#### Task to carry out:
Within these entries, which lines include the string "ResolutionTier"? Copy each one.

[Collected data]
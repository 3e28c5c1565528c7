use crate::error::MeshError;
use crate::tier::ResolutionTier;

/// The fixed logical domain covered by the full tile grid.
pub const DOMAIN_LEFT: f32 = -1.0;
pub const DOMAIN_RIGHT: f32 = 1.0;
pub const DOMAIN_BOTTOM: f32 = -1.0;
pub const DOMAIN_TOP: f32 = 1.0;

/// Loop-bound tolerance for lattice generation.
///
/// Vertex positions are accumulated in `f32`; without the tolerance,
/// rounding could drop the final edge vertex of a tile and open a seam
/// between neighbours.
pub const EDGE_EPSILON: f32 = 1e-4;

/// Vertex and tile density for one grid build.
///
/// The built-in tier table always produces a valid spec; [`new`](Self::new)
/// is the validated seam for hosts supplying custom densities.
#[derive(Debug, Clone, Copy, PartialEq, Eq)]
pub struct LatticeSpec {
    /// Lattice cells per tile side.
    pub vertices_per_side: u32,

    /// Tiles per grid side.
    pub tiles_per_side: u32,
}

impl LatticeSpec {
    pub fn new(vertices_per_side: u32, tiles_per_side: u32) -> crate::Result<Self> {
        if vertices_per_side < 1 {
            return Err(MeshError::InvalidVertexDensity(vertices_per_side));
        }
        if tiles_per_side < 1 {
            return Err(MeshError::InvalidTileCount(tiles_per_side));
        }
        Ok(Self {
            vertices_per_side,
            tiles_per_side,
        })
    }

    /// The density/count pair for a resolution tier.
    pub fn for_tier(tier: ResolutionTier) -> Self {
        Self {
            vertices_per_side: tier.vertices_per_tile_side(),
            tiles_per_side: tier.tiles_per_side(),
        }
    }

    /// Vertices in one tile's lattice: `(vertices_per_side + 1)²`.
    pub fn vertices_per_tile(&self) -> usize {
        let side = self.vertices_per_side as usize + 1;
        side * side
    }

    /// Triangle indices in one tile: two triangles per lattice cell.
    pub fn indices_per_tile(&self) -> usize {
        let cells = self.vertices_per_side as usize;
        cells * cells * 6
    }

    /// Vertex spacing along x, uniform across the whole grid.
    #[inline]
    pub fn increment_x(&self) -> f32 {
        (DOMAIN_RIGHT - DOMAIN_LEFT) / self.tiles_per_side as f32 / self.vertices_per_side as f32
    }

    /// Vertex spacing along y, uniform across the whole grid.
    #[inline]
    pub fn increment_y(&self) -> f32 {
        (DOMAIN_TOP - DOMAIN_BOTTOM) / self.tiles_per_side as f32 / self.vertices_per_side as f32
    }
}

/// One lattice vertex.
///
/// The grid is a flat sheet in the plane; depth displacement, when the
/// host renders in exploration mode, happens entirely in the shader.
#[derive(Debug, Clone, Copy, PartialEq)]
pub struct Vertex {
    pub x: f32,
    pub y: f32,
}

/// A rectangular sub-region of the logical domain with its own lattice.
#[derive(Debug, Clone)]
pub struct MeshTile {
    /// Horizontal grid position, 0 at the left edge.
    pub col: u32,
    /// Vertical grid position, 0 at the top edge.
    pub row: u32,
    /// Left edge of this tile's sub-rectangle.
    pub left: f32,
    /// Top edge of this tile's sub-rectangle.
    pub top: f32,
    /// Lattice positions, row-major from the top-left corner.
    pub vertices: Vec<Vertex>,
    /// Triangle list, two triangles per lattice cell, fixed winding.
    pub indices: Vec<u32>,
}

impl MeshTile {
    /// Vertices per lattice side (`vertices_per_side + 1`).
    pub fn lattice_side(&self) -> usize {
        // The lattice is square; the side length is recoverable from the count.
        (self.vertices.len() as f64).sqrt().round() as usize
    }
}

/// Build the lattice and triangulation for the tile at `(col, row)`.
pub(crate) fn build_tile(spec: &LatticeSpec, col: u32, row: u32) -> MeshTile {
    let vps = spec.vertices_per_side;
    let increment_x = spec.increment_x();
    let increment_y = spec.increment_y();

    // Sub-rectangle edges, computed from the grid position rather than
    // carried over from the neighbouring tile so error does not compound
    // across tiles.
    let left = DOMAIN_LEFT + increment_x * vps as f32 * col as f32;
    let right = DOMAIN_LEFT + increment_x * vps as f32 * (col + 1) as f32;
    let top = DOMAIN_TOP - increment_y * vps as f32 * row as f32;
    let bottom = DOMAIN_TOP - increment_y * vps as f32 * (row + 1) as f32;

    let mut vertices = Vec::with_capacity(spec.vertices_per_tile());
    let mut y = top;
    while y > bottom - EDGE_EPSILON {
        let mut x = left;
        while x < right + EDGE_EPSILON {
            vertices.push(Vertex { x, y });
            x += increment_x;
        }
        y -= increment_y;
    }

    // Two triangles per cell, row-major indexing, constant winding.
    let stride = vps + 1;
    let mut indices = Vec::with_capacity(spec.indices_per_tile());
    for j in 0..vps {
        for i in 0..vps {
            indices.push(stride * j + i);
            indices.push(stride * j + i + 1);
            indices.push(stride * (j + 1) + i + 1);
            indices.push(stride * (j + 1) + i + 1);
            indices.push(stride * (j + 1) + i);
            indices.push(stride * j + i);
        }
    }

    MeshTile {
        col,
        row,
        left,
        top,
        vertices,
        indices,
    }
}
---
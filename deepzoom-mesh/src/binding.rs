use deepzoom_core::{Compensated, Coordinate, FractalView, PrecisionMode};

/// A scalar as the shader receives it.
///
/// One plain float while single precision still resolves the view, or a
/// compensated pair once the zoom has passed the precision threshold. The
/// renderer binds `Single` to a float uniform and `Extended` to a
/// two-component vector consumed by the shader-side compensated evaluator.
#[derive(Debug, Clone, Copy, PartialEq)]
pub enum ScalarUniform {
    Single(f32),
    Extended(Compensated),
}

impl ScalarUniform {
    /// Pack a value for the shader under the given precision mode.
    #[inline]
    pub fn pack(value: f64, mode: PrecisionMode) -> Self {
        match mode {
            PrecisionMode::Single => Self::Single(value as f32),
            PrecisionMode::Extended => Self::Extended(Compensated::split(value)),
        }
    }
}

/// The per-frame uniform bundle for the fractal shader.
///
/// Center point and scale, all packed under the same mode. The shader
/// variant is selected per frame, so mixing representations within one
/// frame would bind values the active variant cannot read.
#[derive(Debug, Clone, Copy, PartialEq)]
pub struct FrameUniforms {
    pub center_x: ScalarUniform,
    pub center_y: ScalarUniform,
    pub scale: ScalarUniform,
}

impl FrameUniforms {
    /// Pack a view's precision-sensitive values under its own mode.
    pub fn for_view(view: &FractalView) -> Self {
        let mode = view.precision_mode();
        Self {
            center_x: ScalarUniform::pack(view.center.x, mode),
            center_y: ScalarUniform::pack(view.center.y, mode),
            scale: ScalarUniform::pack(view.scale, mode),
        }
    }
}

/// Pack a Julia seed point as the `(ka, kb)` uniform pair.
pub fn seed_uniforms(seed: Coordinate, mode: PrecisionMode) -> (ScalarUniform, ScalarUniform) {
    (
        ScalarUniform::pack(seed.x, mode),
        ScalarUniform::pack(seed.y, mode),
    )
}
--
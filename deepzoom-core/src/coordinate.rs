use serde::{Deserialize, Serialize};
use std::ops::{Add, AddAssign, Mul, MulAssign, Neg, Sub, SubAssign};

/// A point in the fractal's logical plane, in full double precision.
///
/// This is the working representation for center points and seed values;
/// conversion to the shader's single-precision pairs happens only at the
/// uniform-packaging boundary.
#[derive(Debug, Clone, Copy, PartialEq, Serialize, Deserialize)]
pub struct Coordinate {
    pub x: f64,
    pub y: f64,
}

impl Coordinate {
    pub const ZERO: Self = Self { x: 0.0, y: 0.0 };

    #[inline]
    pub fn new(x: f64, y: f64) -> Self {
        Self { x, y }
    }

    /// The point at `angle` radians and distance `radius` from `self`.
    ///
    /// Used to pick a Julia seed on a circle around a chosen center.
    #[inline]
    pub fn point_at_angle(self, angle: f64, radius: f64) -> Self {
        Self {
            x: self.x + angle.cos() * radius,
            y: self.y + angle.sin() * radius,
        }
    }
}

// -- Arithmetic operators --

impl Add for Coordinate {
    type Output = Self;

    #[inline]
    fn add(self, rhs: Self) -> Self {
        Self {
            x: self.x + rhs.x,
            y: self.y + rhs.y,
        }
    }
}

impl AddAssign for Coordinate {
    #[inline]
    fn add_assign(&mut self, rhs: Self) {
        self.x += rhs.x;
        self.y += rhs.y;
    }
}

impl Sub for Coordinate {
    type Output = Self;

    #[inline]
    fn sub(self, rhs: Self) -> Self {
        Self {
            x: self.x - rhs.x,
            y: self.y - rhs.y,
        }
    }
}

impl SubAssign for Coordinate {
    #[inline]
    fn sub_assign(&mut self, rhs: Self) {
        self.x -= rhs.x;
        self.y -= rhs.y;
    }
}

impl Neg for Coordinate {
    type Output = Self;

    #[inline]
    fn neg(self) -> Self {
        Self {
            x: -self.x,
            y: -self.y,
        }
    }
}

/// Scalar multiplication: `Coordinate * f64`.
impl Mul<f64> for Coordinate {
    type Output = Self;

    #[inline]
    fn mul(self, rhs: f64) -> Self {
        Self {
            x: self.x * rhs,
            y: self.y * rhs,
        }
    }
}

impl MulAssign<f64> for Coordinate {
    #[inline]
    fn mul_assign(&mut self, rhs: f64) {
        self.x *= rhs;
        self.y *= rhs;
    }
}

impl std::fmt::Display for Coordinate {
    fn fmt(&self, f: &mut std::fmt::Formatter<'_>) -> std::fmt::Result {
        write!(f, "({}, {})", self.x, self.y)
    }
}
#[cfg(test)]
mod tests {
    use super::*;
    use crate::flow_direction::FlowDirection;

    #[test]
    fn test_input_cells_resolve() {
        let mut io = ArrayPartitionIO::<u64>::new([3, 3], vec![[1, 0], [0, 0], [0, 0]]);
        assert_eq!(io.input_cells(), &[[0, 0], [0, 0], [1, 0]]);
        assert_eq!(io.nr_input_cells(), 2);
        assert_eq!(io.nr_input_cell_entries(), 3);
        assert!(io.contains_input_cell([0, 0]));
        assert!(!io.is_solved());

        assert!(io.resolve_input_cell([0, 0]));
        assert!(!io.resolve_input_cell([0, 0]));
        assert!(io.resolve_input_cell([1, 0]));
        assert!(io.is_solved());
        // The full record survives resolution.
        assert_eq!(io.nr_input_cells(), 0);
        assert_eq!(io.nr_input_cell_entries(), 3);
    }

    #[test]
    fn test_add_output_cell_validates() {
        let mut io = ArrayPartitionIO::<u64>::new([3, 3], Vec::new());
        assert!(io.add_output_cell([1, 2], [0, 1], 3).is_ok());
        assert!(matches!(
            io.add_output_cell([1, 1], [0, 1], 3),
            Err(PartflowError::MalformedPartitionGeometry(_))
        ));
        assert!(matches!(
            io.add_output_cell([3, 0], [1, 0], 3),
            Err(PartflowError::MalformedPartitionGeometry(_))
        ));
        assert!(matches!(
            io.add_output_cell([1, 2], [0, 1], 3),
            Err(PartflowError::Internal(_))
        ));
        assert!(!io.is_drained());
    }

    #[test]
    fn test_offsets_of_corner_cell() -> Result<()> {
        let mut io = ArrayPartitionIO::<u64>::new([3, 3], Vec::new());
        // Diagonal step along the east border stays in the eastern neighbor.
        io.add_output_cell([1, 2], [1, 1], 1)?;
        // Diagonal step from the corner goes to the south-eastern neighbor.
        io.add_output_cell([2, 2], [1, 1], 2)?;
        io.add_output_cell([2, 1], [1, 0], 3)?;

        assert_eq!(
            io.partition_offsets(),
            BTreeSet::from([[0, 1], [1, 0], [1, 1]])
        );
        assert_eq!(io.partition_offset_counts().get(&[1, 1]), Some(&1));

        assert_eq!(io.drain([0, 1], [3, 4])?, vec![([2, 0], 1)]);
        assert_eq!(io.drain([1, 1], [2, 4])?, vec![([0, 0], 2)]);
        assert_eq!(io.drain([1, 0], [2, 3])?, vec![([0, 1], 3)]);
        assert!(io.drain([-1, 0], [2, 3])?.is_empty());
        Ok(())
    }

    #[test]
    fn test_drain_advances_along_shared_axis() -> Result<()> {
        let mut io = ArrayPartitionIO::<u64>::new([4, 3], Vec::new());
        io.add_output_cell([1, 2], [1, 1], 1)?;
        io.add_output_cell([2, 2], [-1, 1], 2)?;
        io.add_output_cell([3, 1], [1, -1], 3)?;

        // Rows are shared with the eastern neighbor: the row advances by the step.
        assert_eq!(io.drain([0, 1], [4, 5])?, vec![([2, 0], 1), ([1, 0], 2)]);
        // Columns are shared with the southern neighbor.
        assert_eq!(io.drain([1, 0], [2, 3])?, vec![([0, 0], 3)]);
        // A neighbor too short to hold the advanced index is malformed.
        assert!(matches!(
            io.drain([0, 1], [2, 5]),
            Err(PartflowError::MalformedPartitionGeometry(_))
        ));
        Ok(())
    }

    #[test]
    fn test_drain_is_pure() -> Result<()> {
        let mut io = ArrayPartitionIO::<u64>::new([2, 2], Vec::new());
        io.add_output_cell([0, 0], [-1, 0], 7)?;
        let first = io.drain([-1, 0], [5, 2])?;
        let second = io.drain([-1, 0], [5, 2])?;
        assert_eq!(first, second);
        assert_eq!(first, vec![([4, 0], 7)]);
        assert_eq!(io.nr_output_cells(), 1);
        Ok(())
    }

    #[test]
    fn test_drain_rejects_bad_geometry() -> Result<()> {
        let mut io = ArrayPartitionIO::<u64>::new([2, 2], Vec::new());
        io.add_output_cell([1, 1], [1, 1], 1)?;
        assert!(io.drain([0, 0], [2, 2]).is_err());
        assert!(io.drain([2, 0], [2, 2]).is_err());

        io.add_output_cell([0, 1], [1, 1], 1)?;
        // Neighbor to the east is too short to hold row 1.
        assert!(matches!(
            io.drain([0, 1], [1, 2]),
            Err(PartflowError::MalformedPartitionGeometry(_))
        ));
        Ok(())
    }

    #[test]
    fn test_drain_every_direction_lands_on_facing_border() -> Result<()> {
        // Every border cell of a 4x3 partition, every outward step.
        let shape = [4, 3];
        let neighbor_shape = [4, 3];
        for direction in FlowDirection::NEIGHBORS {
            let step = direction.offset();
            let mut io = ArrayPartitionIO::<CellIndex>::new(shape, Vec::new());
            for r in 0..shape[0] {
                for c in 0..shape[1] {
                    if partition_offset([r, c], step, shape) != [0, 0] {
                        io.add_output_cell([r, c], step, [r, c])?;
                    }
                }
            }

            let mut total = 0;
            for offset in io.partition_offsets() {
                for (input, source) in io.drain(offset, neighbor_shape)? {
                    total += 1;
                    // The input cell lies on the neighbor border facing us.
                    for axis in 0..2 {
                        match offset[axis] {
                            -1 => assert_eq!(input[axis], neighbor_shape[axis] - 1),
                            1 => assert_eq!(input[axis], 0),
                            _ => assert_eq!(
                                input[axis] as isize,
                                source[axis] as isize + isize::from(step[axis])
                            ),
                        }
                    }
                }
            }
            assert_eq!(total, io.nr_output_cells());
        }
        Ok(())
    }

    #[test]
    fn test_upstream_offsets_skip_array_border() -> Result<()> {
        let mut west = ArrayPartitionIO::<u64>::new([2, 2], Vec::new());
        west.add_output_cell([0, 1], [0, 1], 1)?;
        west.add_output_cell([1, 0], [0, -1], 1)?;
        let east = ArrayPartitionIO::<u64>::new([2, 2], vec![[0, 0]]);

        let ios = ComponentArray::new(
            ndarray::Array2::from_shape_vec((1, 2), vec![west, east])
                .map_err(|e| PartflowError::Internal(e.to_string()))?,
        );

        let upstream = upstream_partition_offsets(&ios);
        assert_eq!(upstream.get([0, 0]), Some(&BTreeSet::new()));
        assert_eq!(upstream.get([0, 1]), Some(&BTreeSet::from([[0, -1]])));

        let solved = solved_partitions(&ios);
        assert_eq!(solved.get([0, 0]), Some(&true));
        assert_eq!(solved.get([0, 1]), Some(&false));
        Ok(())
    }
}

#### Response:
use crate::tier::ResolutionTier;
    pub fn for_tier(tier: ResolutionTier) -> Self {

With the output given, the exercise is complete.